Scoop from The Closer’s 100th Episode Celebration
Carita Rizzo
August 29, 2011
A dark cloud looms over The Closer, as Deputy Chief Brenda Leigh Johnson (Kyra Sedgwick) continues her work with the overhanging threat of a lawsuit that has already put her at odds with her colleagues. But even as we get much anticipated closure at the end of Season 7, some of those dark vibes will follow the Major Crimes department as they transition into next year’s spinoff.
At the celebration for The Closer‘s 100th episode on August 27, the cast and creator of the hit TNT show described Major Crimes as a darker, grittier and more edgy version of its predecessor.
The show is currently casting the role of the District Attorney, a young female who will butt heads with Major Crimes, and more specifically with Captain Sharon Raydor (Mary McDonnell) who will be at the center of the new show.
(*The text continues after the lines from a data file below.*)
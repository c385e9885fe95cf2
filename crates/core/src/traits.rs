//! Cluster access traits
//!
//! [`Session`] is the explicit cluster handle the export orchestrator and the
//! import replayer are given. Implementations own their connection and
//! release it on drop, so every exit path (including errors) releases it.
//!
//! [`RowCursor`] is a forward-only, lazily paged result. Callers consume it
//! one row at a time and never need the full result set in memory.

use crate::consistency::ConsistencyLevel;
use crate::error::Result;
use crate::row::ColumnSpec;
use crate::schema::KeyspaceMetadata;
use crate::value::CqlValue;

/// Forward-only row source
pub trait RowCursor {
    /// Result-set columns, in the order values are yielded
    fn columns(&self) -> &[ColumnSpec];

    /// Next row, fetching another page if needed; `None` when exhausted
    ///
    /// # Errors
    ///
    /// Returns an error if fetching the next page fails.
    fn next_row(&mut self) -> Result<Option<Vec<CqlValue>>>;
}

/// A connected cluster session
pub trait Session {
    /// Names of every keyspace, sorted
    ///
    /// # Errors
    ///
    /// Returns an error if schema metadata cannot be read.
    fn keyspace_names(&mut self) -> Result<Vec<String>>;

    /// Full metadata for one keyspace, `None` if it does not exist
    ///
    /// # Errors
    ///
    /// Returns an error if schema metadata cannot be read.
    fn keyspace(&mut self, name: &str) -> Result<Option<KeyspaceMetadata>>;

    /// Execute a statement that returns no rows of interest
    ///
    /// # Errors
    ///
    /// Returns [`Error::Execution`](crate::Error::Execution) or
    /// [`Error::Server`](crate::Error::Server) if the cluster rejects it.
    fn execute(&mut self, statement: &str, consistency: ConsistencyLevel) -> Result<()>;

    /// Run a query and return a cursor over its rows
    ///
    /// # Errors
    ///
    /// Returns an error if the first page cannot be fetched.
    fn query(
        &mut self,
        query: &str,
        consistency: ConsistencyLevel,
    ) -> Result<Box<dyn RowCursor + '_>>;
}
McDonnell tells TV Guide Magazine that unlike Sedgwick, her character will not appear on every page. “I’ll be near the center, but all those guys start to blossom and emerge,” she says. “Symbolically, when you lose your mother, the children grow up. That’s how I see it. I think the future lies in a different relationship to the story and a different energy with an ensemble.”
While it appears that most of the cast — including Tony Denison, Raymond Cruz and G.W. Bailey — will likely make the transition, it also looks like one or two regulars will not become part of the new ensemble.
Jon Tenney, who plays Brenda’s husband Fritz Howard, tells us he thinks Major Crimes will have to find another FBI consultant. “Fritz is married to Brenda and I think they should stay together, so where she goes, he goes,” he told TV Guide Magazine. “I would like to believe they weather the storm together, whatever that is.”
Corey Reynolds, whose character Detective Sergeant David Gabriel is under suspicion of leaking information that could damage Brenda’s case, was also cagey about his future on the show. “Right now I’m more focused on finishing out the season. What’s going to happen next, will happen when we get there,” he says. “I’m trying to stay present.”
But it’s the departure of one woman that’s going to have the biggest impact, and that will play out on-screen. “The Major Crimes department has to go through the grief of losing a savant and losing the gifted person at the center, who can charm us, who can make us understand things, and who is able to elicit confessions out of anyone,” says McDonnell. “None of us have that gift, so how do we go on solving crimes without her? I can imagine we’re going to be a wreck at times.”